Importantly, wild-type Ub (wtUb) exhibits high thermostability (Tm > 90 °C), so it is an ideal template for protein design. Re-engineered Ub also has potential advantages, such as enhanced binding specificity to PLpro and easier synthesis compared to chemical compounds. Screening of phage-displayed Ub variants (UbVs) against cognate enzymes, including MERS PLpro, has previously demonstrated the feasibility of regulating the activities of E3 ligases and DUBs.29, 30, 31 The phage-display screening technique focused on three surface patches in Ub to iteratively mutate and select variants that displayed tight binding. The resulting DUB UbVs proved to be strong inhibitors, exhibiting IC50 values in the range of 1–30 nM.30, 31, 32 As an alternative approach, computational data were used to rationally design a screening library for the identification of tightly binding regulatory UbVs for USP733 and USP21.34 A combined computational and phage-display screening of UbVs targeting USP7 resulted in an equilibrium constant (KD) for the U7Ub25.2540 variant of 56 nM, whereas for wtUb-USP7 it was >200 µM. A pool of 6,000 designed UbVs for USP21 revealed that ∼10% of the variants tightly bound USP21 consistently between experimental and computational screenings. However, in silico screenings of such large UbV-USP21 pairings require intensive computational resources. Such expensive and time-consuming empirical screenings impede rational design of protein-based inhibitors.

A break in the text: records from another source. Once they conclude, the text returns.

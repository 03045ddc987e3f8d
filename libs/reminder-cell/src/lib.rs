// libs/reminder-cell/src/lib.rs
pub mod handlers;
pub mod models;
pub mod router;
pub mod services;

pub use models::{
    CleanupSweepSummary, DispatchSweepSummary, ReminderError, SchedulerState, SchedulerStats,
};
pub use router::reminder_routes;
pub use services::{EmailNotificationService, NotificationSender, ReminderScheduler};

Here, we present an integrated computational and experimental approach to identify critical regions for protein–protein binding that display highly correlated dynamic motion. Specifically, we focus on side-chain dihedral angle correlations at the protein–protein contact interface where mutation of highly correlated residues resulted in both local and distal conformational changes. We demonstrate that mutating residues in these regions can efficiently optimize PPIs to create tight and selective protein binders. We show that our designed UbVs hosting two or three mutated residues achieved 3,500-fold inhibitory efficiency and binding affinity relative to wtUb for MERS PLpro (Table 1). MERS PLpro cleaves both K48- and K63-linked Ub chains,18, 23 and it exhibits distinct inhibitor recognition specificity to that of the PLpro of SARS-CoV and SARS-CoV-2.35 We used non-covalent amino acid interaction and side-chain dihedral angle networks of the Ub and MERS PLpro (Ub-PLpro) complex to guide our design of UbVs that enhance UbV–PLpro binding affinity, thereby inhibiting PLpro activity. Initially, we designed two-point mutations for cost efficiency and to retain intact the overall complex structure. Integrating experimental data and computational analyses informed our experimental design to yield more UbVs (Fig. 1). Binding affinity KD and IC50 measurements of our designed UbVs support that more extensively mutated UbV3, UbV4, and UbV5 represent strong inhibitors.